Otra de las razones es que Olivares era el “gallo” mexicano y Argüello apenas era un muchacho que acababa de perder su primera oportunidad de título mundial. Y por último: Olivares era un ídolo mexicano, o bien como decía el escritor Carlos Monsiváis, el “Púas” pertenece al pueblo, porque es el mismo pueblo mexicano.

“Por eso compitió para diputado, fue actor de cine y teatro, comediante, actor de telenovelas, conferencista, comentarista de boxeo en televisión y empresario”, decía Monsiváis.

Rubén Olivares nació en 1947 en Iguala, Estado de Guerrero, zona en permanente disputa por el narcotráfico mexicano. A los 13 años abandonó la escuela y un año más tarde conoció la cárcel, luego de estar involucrado en una trifulca en una fiesta.

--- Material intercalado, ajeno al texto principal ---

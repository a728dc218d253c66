//! To-Do Core
//!
//! Layered like the UI expects it:
//! - domain: `TodoItem` and the error types
//! - list: the ordered in-memory sequence and its mutations
//! - repository: whole-collection persistence over a key-value store
//! - session: list + edit state, saving after every mutation

pub mod domain;
pub mod list;
pub mod repository;
pub mod session;

pub use domain::{normalize_text, DomainError, DomainResult, Entity, TodoItem};
pub use list::TodoList;
pub use repository::{JsonRepository, KeyValueStore, MemoryStore, Repository};
pub use session::TodoSession;
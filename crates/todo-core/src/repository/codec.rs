//! JSON codec for stored collections

use serde::de::DeserializeOwned;
use serde::Serialize;

use crate::domain::{DomainError, DomainResult};

/// Serialize a collection as a JSON array
pub fn encode<T: Serialize>(entities: &[T]) -> DomainResult<String> {
    serde_json::to_string(entities).map_err(|e| DomainError::Internal(format!("encode failed: {}", e)))
}

/// Parse a stored JSON array. A literal `null` decodes as empty.
pub fn decode<T: DeserializeOwned>(raw: &str) -> DomainResult<Vec<T>> {
    serde_json::from_str::<Option<Vec<T>>>(raw)
        .map(Option::unwrap_or_default)
        .map_err(|e| DomainError::Internal(format!("stored data is malformed: {}", e)))
}
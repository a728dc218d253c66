//! Entity trait and domain errors
//!
//! Anything a `Repository` stores is an `Entity` keyed by its id. Errors
//! from list mutations and storage share one `DomainError`.

/// A stored record identified by a unique id
pub trait Entity: Sized + Clone {
    /// The type of the entity's unique identifier
    type Id: Copy + Eq + std::hash::Hash;

    /// Returns the entity's unique identifier
    fn id(&self) -> Self::Id;
}

/// Common result type for domain operations
pub type DomainResult<T> = Result<T, DomainError>;

/// Domain-level errors
#[derive(Debug, Clone, PartialEq, Eq)]
pub enum DomainError {
    NotFound(String),
    InvalidInput(String),
    Internal(String),
}

impl std::fmt::Display for DomainError {
    fn fmt(&self, f: &mut std::fmt::Formatter<'_>) -> std::fmt::Result {
        match self {
            DomainError::NotFound(msg) => write!(f, "Not found: {}", msg),
            DomainError::InvalidInput(msg) => write!(f, "Invalid input: {}", msg),
            DomainError::Internal(msg) => write!(f, "Internal error: {}", msg),
        }
    }
}

impl std::error::Error for DomainError {}

#[cfg(test)]
mod tests {
    use super::*;

    #[test]
    fn test_error_display() {
        assert_eq!(DomainError::NotFound("todo 7".into()).to_string(), "Not found: todo 7");
        assert_eq!(DomainError::InvalidInput("empty text".into()).to_string(), "Invalid input: empty text");
        assert_eq!(DomainError::Internal("boom".into()).to_string(), "Internal error: boom");
    }
}
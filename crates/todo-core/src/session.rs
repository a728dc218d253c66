//! Todo Session
//!
//! The list plus the row being edited, for one page load. Every
//! successful mutation closes the editor and saves the whole list;
//! rejected mutations save nothing.
//!
//! A failed save is logged and does not undo the mutation: the in-memory
//! list stays authoritative and the next successful mutation saves again.

use crate::domain::{DomainResult, TodoItem};
use crate::list::TodoList;
use crate::repository::Repository;

pub struct TodoSession<R> {
    todos: TodoList,
    editing: Option<u64>,
    repository: R,
}

impl<R: Repository<TodoItem>> TodoSession<R> {
    /// Load the stored list; any load failure starts the session empty
    pub fn open(repository: R) -> Self {
        let todos = match repository.load() {
            Ok(records) => {
                let todos = TodoList::from_items(records);
                log::info!("[STORE] Loaded {} todos", todos.len());
                todos
            }
            Err(e) => {
                log::error!("[STORE] Could not load todos, starting empty: {}", e);
                TodoList::new()
            }
        };
        Self {
            todos,
            editing: None,
            repository,
        }
    }

    pub fn todos(&self) -> &TodoList {
        &self.todos
    }

    /// Id of the row currently in edit mode
    pub fn editing(&self) -> Option<u64> {
        self.editing
    }

    pub fn repository(&self) -> &R {
        &self.repository
    }

    pub fn add(&mut self, text: &str, now_ms: u64) -> DomainResult<TodoItem> {
        let todo = self.todos.add(text, now_ms)?;
        log::info!("[STORE] Added todo {}", todo.id);
        self.after_mutation();
        Ok(todo)
    }

    pub fn delete(&mut self, id: u64) -> DomainResult<TodoItem> {
        let todo = self.todos.delete(id)?;
        log::info!("[STORE] Deleted todo {}", id);
        self.after_mutation();
        Ok(todo)
    }

    pub fn toggle(&mut self, id: u64) -> DomainResult<bool> {
        let completed = self.todos.toggle(id)?;
        log::info!("[STORE] Todo {} completed={}", id, completed);
        self.after_mutation();
        Ok(completed)
    }

    /// Switch `id` into edit mode; any other open editor closes
    pub fn begin_edit(&mut self, id: u64) {
        self.editing = Some(id);
    }

    pub fn cancel_edit(&mut self) {
        self.editing = None;
    }

    /// Apply edited text and leave edit mode, whether or not the edit applied.
    pub fn commit_edit(&mut self, id: u64, text: &str) -> DomainResult<TodoItem> {
        self.editing = None;
        let todo = self.todos.edit(id, text)?;
        log::info!("[STORE] Edited todo {}", id);
        self.after_mutation();
        Ok(todo)
    }

    fn after_mutation(&mut self) {
        // The list re-renders from scratch, so no row stays in edit mode.
        self.editing = None;
        if let Err(e) = self.repository.save(self.todos.items()) {
            log::error!("[STORE] Save failed: {}", e);
        }
    }
}

#[cfg(test)]
mod tests {
    use super::*;
    use crate::domain::DomainError;
    use crate::repository::{JsonRepository, KeyValueStore, MemoryStore};

    fn setup_session() -> TodoSession<JsonRepository<MemoryStore>> {
        TodoSession::open(JsonRepository::new(MemoryStore::new(), "todos"))
    }

    fn stored(session: &TodoSession<JsonRepository<MemoryStore>>) -> Option<String> {
        session.repository().store().raw("todos")
    }

    #[test]
    fn test_open_loads_stored_list() {
        let raw = r#"[{"id":1,"text":"Legacy","completed":true}]"#;
        let session = TodoSession::open(JsonRepository::new(MemoryStore::with_entry("todos", raw), "todos"));
        assert_eq!(session.todos().len(), 1);
        assert!(session.todos().get(1).unwrap().completed);
        assert_eq!(session.editing(), None);
    }

    #[test]
    fn test_open_with_corrupt_storage_starts_empty() {
        let session = TodoSession::open(JsonRepository::new(MemoryStore::with_entry("todos", "{oops"), "todos"));
        assert!(session.todos().is_empty());
        assert_eq!(stored(&session).as_deref(), Some("{oops"));
    }

    #[test]
    fn test_every_mutation_saves() {
        let mut session = setup_session();

        session.add("Buy milk", 10).unwrap();
        assert_eq!(stored(&session).as_deref(), Some(r#"[{"id":10,"text":"Buy milk","completed":false}]"#));

        session.toggle(10).unwrap();
        assert_eq!(stored(&session).as_deref(), Some(r#"[{"id":10,"text":"Buy milk","completed":true}]"#));

        session.commit_edit(10, " Buy oat milk ").unwrap();
        assert_eq!(stored(&session).as_deref(), Some(r#"[{"id":10,"text":"Buy oat milk","completed":true}]"#));

        session.delete(10).unwrap();
        assert_eq!(stored(&session).as_deref(), Some("[]"));
    }

    #[test]
    fn test_rejected_mutations_save_nothing() {
        let mut session = setup_session();
        assert!(matches!(session.add("   ", 10), Err(DomainError::InvalidInput(_))));
        assert_eq!(stored(&session), None);

        session.add("Walk dog", 20).unwrap();
        let before = stored(&session);

        assert!(matches!(session.commit_edit(20, ""), Err(DomainError::InvalidInput(_))));
        assert!(matches!(session.toggle(99), Err(DomainError::NotFound(_))));
        assert!(matches!(session.delete(99), Err(DomainError::NotFound(_))));
        assert!(matches!(session.commit_edit(99, "x"), Err(DomainError::NotFound(_))));

        assert_eq!(stored(&session), before);
        assert_eq!(session.todos().get(20).unwrap().text, "Walk dog");
    }

    #[test]
    fn test_empty_edit_closes_editor() {
        let mut session = setup_session();
        session.add("Call mom", 1).unwrap();

        session.begin_edit(1);
        assert_eq!(session.editing(), Some(1));

        assert!(session.commit_edit(1, "  ").is_err());
        assert_eq!(session.editing(), None);
        assert_eq!(session.todos().get(1).unwrap().text, "Call mom");
    }

    #[test]
    fn test_any_mutation_closes_editor() {
        let mut session = setup_session();
        session.add("one", 1).unwrap();
        session.add("two", 2).unwrap();

        session.begin_edit(1);
        session.toggle(2).unwrap();
        assert_eq!(session.editing(), None);

        session.begin_edit(1);
        session.add("three", 3).unwrap();
        assert_eq!(session.editing(), None);

        session.begin_edit(1);
        session.delete(3).unwrap();
        assert_eq!(session.editing(), None);

        session.begin_edit(2);
        session.begin_edit(1);
        assert_eq!(session.editing(), Some(1));
        session.cancel_edit();
        assert_eq!(session.editing(), None);
    }

    struct FailingStore;

    impl KeyValueStore for FailingStore {
        fn get_item(&self, _key: &str) -> DomainResult<Option<String>> {
            Ok(None)
        }

        fn set_item(&self, _key: &str, _value: &str) -> DomainResult<()> {
            Err(DomainError::Internal("quota exceeded".to_string()))
        }
    }

    #[test]
    fn test_failed_save_keeps_mutation() {
        let mut session = TodoSession::open(JsonRepository::new(FailingStore, "todos"));
        session.begin_edit(5);

        let added = session.add("Still here", 5).unwrap();
        assert_eq!(session.todos().get(added.id).unwrap().text, "Still here");
        assert_eq!(session.editing(), None);
    }
}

En toda su carrera ganó 88 combates, perdió 13 y empató tres. Olivares es conocido en México como el “campeón de las calles”. Durante los días antes de la pelea, la prensa de Los Ángeles lo describía como “lento y sin ritmo”. Algunos lo llegaron a dibujar adentro de una botella de ron, en razón de sus conocidas parrandas que lo han acompañado durante toda su vida.

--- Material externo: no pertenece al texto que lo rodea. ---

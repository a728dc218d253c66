//! Todo Editor Component
//!
//! Inline editor that replaces a row's content while editing.

use leptos::html::Input;
use leptos::prelude::*;

use crate::context::use_todo_context;

/// Text input + Save button. Enter saves, Escape cancels.
#[component]
pub fn TodoEditor(id: u64, initial_text: String) -> impl IntoView {
    let ctx = use_todo_context();

    let (draft, set_draft) = signal(initial_text);
    let input_ref = NodeRef::<Input>::new();

    // Focus once the input is mounted
    Effect::new(move |_| {
        if let Some(input) = input_ref.get() {
            if let Err(e) = input.focus() {
                log::debug!("[APP] Could not focus editor for todo {}: {:?}", id, e);
            }
        }
    });

    let save = move || ctx.commit_edit(id, &draft.get_untracked());

    view! {
        <input
            type="text"
            class="edit-input"
            node_ref=input_ref
            prop:value=move || draft.get()
            on:input=move |ev| set_draft.set(event_target_value(&ev))
            on:keydown=move |ev: web_sys::KeyboardEvent| match ev.key().as_str() {
                "Enter" => save(),
                "Escape" => ctx.cancel_edit(),
                _ => {}
            }
        />
        <button class="save-btn" on:click=move |_| save()>"Save"</button>
    }
}
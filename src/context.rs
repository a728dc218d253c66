//! Application Context
//!
//! Mutations shared with every component via the Leptos Context API.
//! Saving and edit-mode bookkeeping live in `TodoSession`; this layer
//! only writes through the store and logs rejected input.

use leptos::prelude::*;
use todo_core::DomainError;

use crate::store::{AppStateStoreFields, AppStore};

/// App-wide mutations, provided via context
#[derive(Clone, Copy)]
pub struct TodoContext {
    store: AppStore,
}

impl TodoContext {
    pub fn new(store: AppStore) -> Self {
        Self { store }
    }

    /// Add a todo from raw input. Returns `true` if it was added.
    pub fn add(&self, text: &str) -> bool {
        let result = self.store.session().write().add(text, now_ms());
        match result {
            Ok(_) => true,
            Err(e) => {
                log::debug!("[STORE] Add ignored: {}", e);
                false
            }
        }
    }

    pub fn delete(&self, id: u64) {
        let result = self.store.session().write().delete(id);
        if let Err(e) = result {
            log::warn!("[STORE] Delete failed: {}", e);
        }
    }

    pub fn toggle(&self, id: u64) {
        let result = self.store.session().write().toggle(id);
        if let Err(e) = result {
            log::warn!("[STORE] Toggle failed: {}", e);
        }
    }

    pub fn begin_edit(&self, id: u64) {
        self.store.session().write().begin_edit(id);
    }

    pub fn cancel_edit(&self) {
        self.store.session().write().cancel_edit();
    }

    /// Apply edited text and leave edit mode. Empty text keeps the old one.
    pub fn commit_edit(&self, id: u64, text: &str) {
        let result = self.store.session().write().commit_edit(id, text);
        match result {
            Ok(_) => {}
            Err(DomainError::InvalidInput(msg)) => log::debug!("[STORE] Edit ignored: {}", msg),
            Err(e) => log::warn!("[STORE] Edit failed: {}", e),
        }
    }
}

/// Get the todo context
pub fn use_todo_context() -> TodoContext {
    use_context::<TodoContext>().expect("TodoContext should be provided")
}

fn now_ms() -> u64 {
    js_sys::Date::now() as u64
}
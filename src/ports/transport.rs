//! Verifier Transport Port - one JSON exchange per conversation turn.

use async_trait::async_trait;

use crate::domain::TurnMessage;

/// Port for the verification transport.
///
/// One call performs one request/response exchange: the client's turn goes
/// out, the verifier's next turn comes back. The core never retries a
/// failed exchange; retry-at-session-granularity is the caller's choice.
#[async_trait]
pub trait VerifierTransport: Send + Sync {
    /// Sends one turn and returns the verifier's reply turn.
    async fn exchange(&self, message: TurnMessage) -> Result<TurnMessage, TransportError>;
}

/// Transport errors.
#[derive(Debug, thiserror::Error)]
pub enum TransportError {
    /// The verifier answered with a non-success status.
    #[error("verifier returned status {status}: {body}")]
    Status {
        /// HTTP status code.
        status: u16,
        /// Response body, possibly truncated.
        body: String,
    },

    /// The response body was not a valid turn message.
    #[error("malformed verifier response: {0}")]
    MalformedBody(String),

    /// Connectivity or protocol failure.
    #[error("connection error: {0}")]
    Connection(String),

    /// The exchange timed out.
    #[error("exchange timed out after {timeout_secs}s")]
    Timeout {
        /// Configured timeout.
        timeout_secs: u32,
    },
}

impl TransportError {
    /// Creates a status error.
    pub fn status(status: u16, body: impl Into<String>) -> Self {
        Self::Status {
            status,
            body: body.into(),
        }
    }

    /// Creates a malformed body error.
    pub fn malformed(message: impl Into<String>) -> Self {
        Self::MalformedBody(message.into())
    }

    /// Creates a connection error.
    pub fn connection(message: impl Into<String>) -> Self {
        Self::Connection(message.into())
    }
}

#[cfg(test)]
mod tests {
    use super::*;

    #[test]
    fn errors_display_correctly() {
        assert_eq!(
            TransportError::status(502, "bad gateway").to_string(),
            "verifier returned status 502: bad gateway"
        );
        assert_eq!(
            TransportError::malformed("missing msgID").to_string(),
            "malformed verifier response: missing msgID"
        );
    }
}
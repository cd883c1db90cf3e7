//! Verifier endpoint configuration

use serde::Deserialize;
use std::time::Duration;

use super::error::ValidationError;

/// Default limit on counted question/answer rounds per session.
///
/// Matches the observed verifier, which resolves within three questions
/// or not at all.
pub const DEFAULT_MAX_ROUNDS: u32 = 3;

/// Verifier endpoint configuration
#[derive(Debug, Clone, Deserialize)]
pub struct VerifierConfig {
    /// URL of the verification endpoint
    pub endpoint: String,

    /// Maximum counted question/answer rounds before giving up
    #[serde(default = "default_max_rounds")]
    pub max_rounds: u32,

    /// Per-exchange timeout in seconds
    #[serde(default = "default_timeout")]
    pub timeout_secs: u64,

    /// Optional path for persisting extracted rules
    pub rules_path: Option<String>,
}

impl VerifierConfig {
    /// Creates a config for the given endpoint with defaults elsewhere.
    pub fn new(endpoint: impl Into<String>) -> Self {
        Self {
            endpoint: endpoint.into(),
            max_rounds: default_max_rounds(),
            timeout_secs: default_timeout(),
            rules_path: None,
        }
    }

    /// Get timeout as Duration
    pub fn timeout(&self) -> Duration {
        Duration::from_secs(self.timeout_secs)
    }

    /// Validate verifier configuration
    pub fn validate(&self) -> Result<(), ValidationError> {
        if self.endpoint.is_empty() {
            return Err(ValidationError::MissingRequired("VERIFIER__ENDPOINT"));
        }
        if !self.endpoint.starts_with("http://") && !self.endpoint.starts_with("https://") {
            return Err(ValidationError::InvalidEndpoint);
        }
        if self.max_rounds == 0 {
            return Err(ValidationError::InvalidRoundLimit);
        }
        if self.timeout_secs == 0 {
            return Err(ValidationError::InvalidTimeout);
        }
        Ok(())
    }
}

fn default_max_rounds() -> u32 {
    DEFAULT_MAX_ROUNDS
}

fn default_timeout() -> u64 {
    30
}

“Olivares, un gallo sin pluma”, escribió Edgar Tijerino en La Prensa, días antes del combate. En ese artículo Tijerino escribe sobre el pasado de Olivares como ayudante de carpintero que fabricaba santos de madera. El periodista nicaragüense afirmaba entonces que los problemas de Olivares con la báscula lo obligaron a abandonar la división gallo para ascender a la pluma, donde “el gallo llegó sin plumas, víctima de una vida desordenada”.

El día que perdió Olivares la transmisión de la pelea en México fue suspendida tras el fallo.Olivares pidió la revancha pero nunca se la concedió Argüello. Un año más tarde fue campeón Mundial otra vez.

En las fotos previo a la pelea se mira al “Púas” Olivares arrodillado enamorando a una rubia, y en otra dándole un prolongado beso a una mujer que recién había conocido. El alcohol y las mujeres provocaron que derrochara unos dos millones de dólares.
“Eso ha sido mala fama, pero la verdad siempre te corría a diario, porque sólo así se gana una pelea: con condición. Digo, que me tomaba una cervecita o que me ponía ‘alegrito’, no lo voy a negar, pero de todos modos corría”, dijo en una entrevista en 2009, para el diario mexicano La Jornada.

“Aunque me acostara a las cinco o seis de la mañana, yo me levantaba temprano y así echaba toda la cruda para fuera. A veces llegaba a las cinco de la madrugada. Me los encontraba, a los amigos y ellos: ‘¡Qué pasó mi campeón!, échate un alcohol’. Entonces sacaban un jarro de canela con alcohol, de ese ‘matarratas’, y les daba unos de coñac o de ron o whiskey, ¡aunque ni les gustaba!”.

Inmediatamente después que perdió la pelea contra Argüello pidió la revancha. Mientras en Managua se tiraba pólvora por todos sus costados para celebrar el primer título mundial, en México la transmisión de televisión fue cortada después que se declaró al nuevo campeón mundial y no hubo oportunidad de ver las entrevistas del combate con ambos púgiles, según un cable de México ese día.

“Los comentarista radiales señalaron que el gran factor de la derrota del mexicano fue su falta de condición física. Los propios mentores de Olivares le habían recomendado que debía retirarse del boxeo”, se lee en el cable de Latín.

Olivares no se retiró y un año más tarde ganó el título mundial contra Bobby Chacón. Ahora es un miembro del Salón de la Fama del boxeo, ubicado en Canastota, Nueva York, donde está junto a Argüello. Ese día después de la pelea se encontró a Alexis y le dijo: “Cuida ese cinturón que es mío”.